▸ EXERCISE REQUIREMENTS
Provide an exact reproduction of every entry.

━━━━━ PROVIDED MATERIAL

//! In-memory implementation of the redirection repository.

use async_trait::async_trait;
use chrono::Utc;
use std::collections::HashMap;
use tokio::sync::RwLock;

use crate::domain::entities::{NewRedirection, Redirection};
use crate::domain::repositories::RedirectionRepository;
use crate::error::AppError;

#[derive(Debug, Default)]
struct Store {
    next_id: i64,
    by_code: HashMap<String, Redirection>,
}

/// Process-local redirection storage.
///
/// Mirrors the PostgreSQL repository: identifiers are assigned sequentially
/// starting at 1, `created_at` is set on insert, and duplicate short codes are
/// rejected. Contents are lost when the process exits.
#[derive(Debug, Default)]
pub struct InMemoryRedirectionRepository {
    store: RwLock<Store>,
}

impl InMemoryRedirectionRepository {
    pub fn new() -> Self {
        Self::default()
    }
}

#[async_trait]
impl RedirectionRepository for InMemoryRedirectionRepository {
    async fn insert(&self, new_redirection: NewRedirection) -> Result<Redirection, AppError> {
        let mut store = self.store.write().await;

        if store.by_code.contains_key(&new_redirection.short_url) {
            return Err(AppError::CodeConflict(new_redirection.short_url));
        }

        store.next_id += 1;
        let redirection = Redirection::new(
            store.next_id,
            new_redirection.original_url,
            new_redirection.short_url,
            new_redirection.new_url,
            Utc::now(),
        );

        store
            .by_code
            .insert(redirection.short_url.clone(), redirection.clone());

        Ok(redirection)
    }

    async fn find_by_short_code(&self, code: &str) -> Result<Option<Redirection>, AppError> {
        Ok(self.store.read().await.by_code.get(code).cloned())
    }

    async fn count(&self) -> Result<i64, AppError> {
        Ok(self.store.read().await.by_code.len() as i64)
    }
}
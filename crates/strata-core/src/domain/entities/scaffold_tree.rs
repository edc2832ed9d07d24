use std::path::{Path, PathBuf};

use serde::Serialize;

use crate::domain::{
    entities::{common::RelativePath, package_node::PackageNode},
    value_objects::{ProjectName, Section},
};

/// A scaffold specification resolved for one project name and output root.
///
/// Nodes are kept in breadth-first declaration order, section by section,
/// so every parent precedes its children and output is deterministic.
#[derive(Debug, Clone, PartialEq, Eq, Serialize)]
pub struct ScaffoldTree {
    project: ProjectName,
    output_root: PathBuf,
    nodes: Vec<PackageNode>,
}

impl ScaffoldTree {
    pub(crate) fn new(project: ProjectName, output_root: PathBuf, nodes: Vec<PackageNode>) -> Self {
        Self {
            project,
            output_root,
            nodes,
        }
    }

    pub fn project(&self) -> &ProjectName {
        &self.project
    }

    pub fn output_root(&self) -> &Path {
        &self.output_root
    }

    pub fn project_root(&self) -> PathBuf {
        Section::Main.root(&self.output_root, &self.project)
    }

    pub fn tests_root(&self) -> PathBuf {
        Section::Tests.root(&self.output_root, &self.project)
    }

    /// Every directory of the tree, packages or not.
    pub fn nodes(&self) -> impl Iterator<Item = &PackageNode> {
        self.nodes.iter()
    }

    /// Directories that receive a marker file.
    pub fn packages(&self) -> impl Iterator<Item = &PackageNode> {
        self.nodes.iter().filter(|n| n.is_package)
    }

    pub fn section(&self, section: Section) -> impl Iterator<Item = &PackageNode> {
        self.nodes.iter().filter(move |n| n.section == section)
    }

    /// Look a node up by its identity key.
    pub fn get(&self, section: Section, relative_path: &RelativePath) -> Option<&PackageNode> {
        self.nodes
            .iter()
            .find(|n| n.section == section && &n.relative_path == relative_path)
    }

    /// Convenience lookup by `/`-separated key.
    pub fn find(&self, section: Section, key: &str) -> Option<&PackageNode> {
        let path = RelativePath::parse(key).ok()?;
        self.get(section, &path)
    }

    pub fn directory_count(&self) -> usize {
        self.nodes.len()
    }

    pub fn package_count(&self) -> usize {
        self.packages().count()
    }
}
//! Global arguments that apply to every subcommand.
//!
//! Declared here and flattened into [`super::Cli`] so that `-v`, `-q`, etc.
//! are available on any invocation without repetition.

use clap::Args;
use serde::{Deserialize, Serialize};
use std::path::PathBuf;

/// Global arguments for all commands.
#[derive(Debug, Args)]
pub struct GlobalArgs {
    /// Increase logging verbosity.
    ///
    /// Pass once for INFO (`-v`), twice for DEBUG (`-vv`), three times for
    /// TRACE (`-vvv`).  Conflicts with `--quiet`.
    #[arg(
        short = 'v',
        long = "verbose",
        action = clap::ArgAction::Count,
        global = true,
        help = "Increase verbosity (-v, -vv, -vvv)",
        long_help = "Increase logging verbosity:
    (none)  - Warnings and errors
    -v      - Info level (progress messages)
    -vv     - Debug level (detailed diagnostics)
    -vvv    - Trace level (very verbose)"
    )]
    pub verbose: u8,

    /// Suppress all non-error output.
    #[arg(
        short = 'q',
        long = "quiet",
        global = true,
        conflicts_with = "verbose",
        help = "Suppress non-error output"
    )]
    pub quiet: bool,

    /// Disable ANSI colour codes.
    ///
    /// Automatically honoured when `NO_COLOR` is set in the environment
    /// (see <https://no-color.org>).
    #[arg(
        long = "no-color",
        global = true,
        env = "NO_COLOR",
        help = "Disable colored output"
    )]
    pub no_color: bool,

    /// Configuration file path.  Replaces the global and local files.
    #[arg(
        short = 'c',
        long = "config",
        global = true,
        value_name = "FILE",
        help = "Configuration file path"
    )]
    pub config: Option<PathBuf>,

    /// Machine-readable output format.
    ///
    /// `auto` defers to `output.format` in the configuration, then to
    /// terminal detection.
    #[arg(
        long = "output-format",
        global = true,
        value_enum,
        default_value = "auto",
        help = "Output format"
    )]
    pub output_format: OutputFormat,
}

/// How the CLI should render its output.
#[derive(
    Debug, Clone, Copy, Default, PartialEq, Eq, clap::ValueEnum, Serialize, Deserialize,
)]
#[serde(rename_all = "lowercase")]
pub enum OutputFormat {
    /// Auto-detect based on terminal.
    #[default]
    Auto,
    /// Human-readable with colors.
    Human,
    /// Plain text without colors.
    Plain,
    /// JSON output.
    Json,
}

━━━━━━━━━━

▸ TASK RESULT
//! In-memory implementation of the redirection repository.

use async_trait::async_trait;
use chrono::Utc;
use std::collections::HashMap;
use tokio::sync::RwLock;

use crate::domain::entities::{NewRedirection, Redirection};
use crate::domain::repositories::RedirectionRepository;
use crate::error::AppError;

#[derive(Debug, Default)]
struct Store {
    next_id: i64,
    by_code: HashMap<String, Redirection>,
}

/// Process-local redirection storage.
///
/// Mirrors the PostgreSQL repository: identifiers are assigned sequentially
/// starting at 1, `created_at` is set on insert, and duplicate short codes are
/// rejected. Contents are lost when the process exits.
#[derive(Debug, Default)]
pub struct InMemoryRedirectionRepository {
    store: RwLock<Store>,
}

impl InMemoryRedirectionRepository {
    pub fn new() -> Self {
        Self::default()
    }
}

#[async_trait]
impl RedirectionRepository for InMemoryRedirectionRepository {
    async fn insert(&self, new_redirection: NewRedirection) -> Result<Redirection, AppError> {
        let mut store = self.store.write().await;

        if store.by_code.contains_key(&new_redirection.short_url) {
            return Err(AppError::CodeConflict(new_redirection.short_url));
        }

        store.next_id += 1;
        let redirection = Redirection::new(
            store.next_id,
            new_redirection.original_url,
            new_redirection.short_url,
            new_redirection.new_url,
            Utc::now(),
        );

        store
            .by_code
            .insert(redirection.short_url.clone(), redirection.clone());

        Ok(redirection)
    }

    async fn find_by_short_code(&self, code: &str) -> Result<Option<Redirection>, AppError> {
        Ok(self.store.read().await.by_code.get(code).cloned())
    }

    async fn count(&self) -> Result<i64, AppError> {
        Ok(self.store.read().await.by_code.len() as i64)
    }
}
filename crates/strata-core/src/domain/entities/scaffold_tree.rs
repository edc2832ed9d07d24
use std::path::{Path, PathBuf};

use serde::Serialize;

use crate::domain::{
    entities::{common::RelativePath, package_node::PackageNode},
    value_objects::{ProjectName, Section},
};

/// A scaffold specification resolved for one project name and output root.
///
/// Nodes are kept in breadth-first declaration order, section by section,
/// so every parent precedes its children and output is deterministic.
#[derive(Debug, Clone, PartialEq, Eq, Serialize)]
pub struct ScaffoldTree {
    project: ProjectName,
    output_root: PathBuf,
    nodes: Vec<PackageNode>,
}

impl ScaffoldTree {
    pub(crate) fn new(project: ProjectName, output_root: PathBuf, nodes: Vec<PackageNode>) -> Self {
        Self {
            project,
            output_root,
            nodes,
        }
    }

    pub fn project(&self) -> &ProjectName {
        &self.project
    }

    pub fn output_root(&self) -> &Path {
        &self.output_root
    }

    pub fn project_root(&self) -> PathBuf {
        Section::Main.root(&self.output_root, &self.project)
    }

    pub fn tests_root(&self) -> PathBuf {
        Section::Tests.root(&self.output_root, &self.project)
    }

    /// Every directory of the tree, packages or not.
    pub fn nodes(&self) -> impl Iterator<Item = &PackageNode> {
        self.nodes.iter()
    }

    /// Directories that receive a marker file.
    pub fn packages(&self) -> impl Iterator<Item = &PackageNode> {
        self.nodes.iter().filter(|n| n.is_package)
    }

    pub fn section(&self, section: Section) -> impl Iterator<Item = &PackageNode> {
        self.nodes.iter().filter(move |n| n.section == section)
    }

    /// Look a node up by its identity key.
    pub fn get(&self, section: Section, relative_path: &RelativePath) -> Option<&PackageNode> {
        self.nodes
            .iter()
            .find(|n| n.section == section && &n.relative_path == relative_path)
    }

    /// Convenience lookup by `/`-separated key.
    pub fn find(&self, section: Section, key: &str) -> Option<&PackageNode> {
        let path = RelativePath::parse(key).ok()?;
        self.get(section, &path)
    }

    pub fn directory_count(&self) -> usize {
        self.nodes.len()
    }

    pub fn package_count(&self) -> usize {
        self.packages().count()
    }
}
//! Global arguments that apply to every subcommand.
//!
//! Declared here and flattened into [`super::Cli`] so that `-v`, `-q`, etc.
//! are available on any invocation without repetition.

use clap::Args;
use serde::{Deserialize, Serialize};
use std::path::PathBuf;

/// Global arguments for all commands.
#[derive(Debug, Args)]
pub struct GlobalArgs {
    /// Increase logging verbosity.
    ///
    /// Pass once for INFO (`-v`), twice for DEBUG (`-vv`), three times for
    /// TRACE (`-vvv`).  Conflicts with `--quiet`.
    #[arg(
        short = 'v',
        long = "verbose",
        action = clap::ArgAction::Count,
        global = true,
        help = "Increase verbosity (-v, -vv, -vvv)",
        long_help = "Increase logging verbosity:
    (none)  - Warnings and errors
    -v      - Info level (progress messages)
    -vv     - Debug level (detailed diagnostics)
    -vvv    - Trace level (very verbose)"
    )]
    pub verbose: u8,

    /// Suppress all non-error output.
    #[arg(
        short = 'q',
        long = "quiet",
        global = true,
        conflicts_with = "verbose",
        help = "Suppress non-error output"
    )]
    pub quiet: bool,

    /// Disable ANSI colour codes.
    ///
    /// Automatically honoured when `NO_COLOR` is set in the environment
    /// (see <https://no-color.org>).
    #[arg(
        long = "no-color",
        global = true,
        env = "NO_COLOR",
        help = "Disable colored output"
    )]
    pub no_color: bool,

    /// Configuration file path.  Replaces the global and local files.
    #[arg(
        short = 'c',
        long = "config",
        global = true,
        value_name = "FILE",
        help = "Configuration file path"
    )]
    pub config: Option<PathBuf>,

    /// Machine-readable output format.
    ///
    /// `auto` defers to `output.format` in the configuration, then to
    /// terminal detection.
    #[arg(
        long = "output-format",
        global = true,
        value_enum,
        default_value = "auto",
        help = "Output format"
    )]
    pub output_format: OutputFormat,
}

/// How the CLI should render its output.
#[derive(
    Debug, Clone, Copy, Default, PartialEq, Eq, clap::ValueEnum, Serialize, Deserialize,
)]
#[serde(rename_all = "lowercase")]
pub enum OutputFormat {
    /// Auto-detect based on terminal.
    #[default]
    Auto,
    /// Human-readable with colors.
    Human,
    /// Plain text without colors.
    Plain,
    /// JSON output.
    Json,
}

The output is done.